Due to the small numbers of observations used in the inversion (i.e. 2), an L1 norm (based on the sum of differences) rather than an L2 norm (based on the sum of squared differences) misfit parameter is used. Here the L1 norm percentage error is defined as:
- L1 (%) = 100 Σi│ Oi–Ci │ / Ci …(1)
where the summation index (i) extends from 1 (P) to 2(Q). Oi is the i’th observation (an in-phase or in-quadrature coupling ratio) and Ci is the corresponding calculated value. L1 norms are typically greater than L2 norms (e.g. an rms misfit) by a factor of 10. This definition of misfit is used throughout. The L1 misfit term is referred to as the ERR (error) parameter of the inversion.
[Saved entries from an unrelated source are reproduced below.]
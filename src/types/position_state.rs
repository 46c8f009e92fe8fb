// SPDX-License-Identifier: MPL-2.0
// This Source Code Form is subject to the terms of the Mozilla Public
// License, v. 2.0. If a copy of the MPL was not distributed with this
// file, You can obtain one at https://mozilla.org/MPL/2.0/.

//! Movement state of a shutter.

use std::fmt;

use crate::error::ValueError;

/// Movement state as exposed by the window-covering `PositionState`
/// characteristic.
///
/// Tasmota reports movement as a `Direction` code (-1 closing, 1 opening,
/// 0 idle) which maps onto these variants.
///
/// # Examples
///
/// ```
/// use tasmota_blinds::types::PositionState;
///
/// let state = PositionState::from_direction(-1).unwrap();
/// assert_eq!(state, PositionState::Decreasing);
/// assert_eq!(state.as_num(), 0);
///
/// assert!(PositionState::from_direction(5).is_err());
/// ```
#[derive(Debug, Clone, Copy, PartialEq, Eq, Hash, Default)]
pub enum PositionState {
    /// The shutter is closing.
    Decreasing,
    /// The shutter is opening.
    Increasing,
    /// The shutter is not moving.
    #[default]
    Stopped,
}

impl PositionState {
    /// Maps a Tasmota `Direction` code onto a position state.
    ///
    /// # Errors
    ///
    /// Returns `ValueError::InvalidDirection` for codes other than -1, 0, 1.
    pub const fn from_direction(direction: i64) -> Result<Self, ValueError> {
        match direction {
            -1 => Ok(Self::Decreasing),
            1 => Ok(Self::Increasing),
            0 => Ok(Self::Stopped),
            other => Err(ValueError::InvalidDirection(other)),
        }
    }

    /// Returns the characteristic value (0, 1 or 2).
    #[must_use]
    pub const fn as_num(&self) -> u8 {
        match self {
            Self::Decreasing => 0,
            Self::Increasing => 1,
            Self::Stopped => 2,
        }
    }

    /// Returns a lowercase name for logging.
    #[must_use]
    pub const fn as_str(&self) -> &'static str {
        match self {
            Self::Decreasing => "decreasing",
            Self::Increasing => "increasing",
            Self::Stopped => "stopped",
        }
    }
}

impl fmt::Display for PositionState {
    fn fmt(&self, f: &mut fmt::Formatter<'_>) -> fmt::Result {
        f.write_str(self.as_str())
    }
}

impl From<PositionState> for u8 {
    fn from(state: PositionState) -> Self {
        state.as_num()
    }
}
The error term is particularly useful since it allows inconsistent half-space conductivity model estimates to be rejected. Subsequent to the inversion, an estimate of centroid depth i.e. the mean depth of the induced in-phase current can also be provided. Following Siemon (2001), who used estimated apparent resistivity and apparent depth (AD), we here would calculate the centroid depth (Cd) as
- Cd = THK + δ/2 …(2)
where δ is the standard EM plane-wave skin-depth (in m) depending on the apparent conductivity (obtained by the inversion) and frequency. Essentially we have replaced the original apparent depth estimate (AD) which can take on both positive and negative values with the THK parameter returned by the inversion and which is strictly positive.
- BEAMISH, D, CUSS, R J, and LAHTI, M. 2006. The Tellus airborne geophysical survey of northern Ireland: final processing report. British Geological Survey Technical Report IR/06/136. A report prepared for the DETI, Belfast.
- BEAMISH, D. 2002a. An assessment of inversion methods for AEM data applied to environmental studies. Journal of Applied Geophysics, 51, 75–96.
- BEAMISH, D. 2002b. The canopy effect in airborne EM. Geophysics, 67, 1720–1728
- BEAMISH, D, and LEVÄNIEMI, H. 2010. The canopy effect in AEM revisited: investigations using laser and radar altimetry. Near Surface Geophysics, 8, 103–115.
- FRASER, D C. 1978, Resistivity mapping with an airborne multicoil electromagnetic system: Geophysics, 43, 144–172.
- SIEMON, B. 2001. Improved and new resistivity-depth profiles for helicopter electromagnetic data. Journal of Applied Geophysics, 46, 65–76.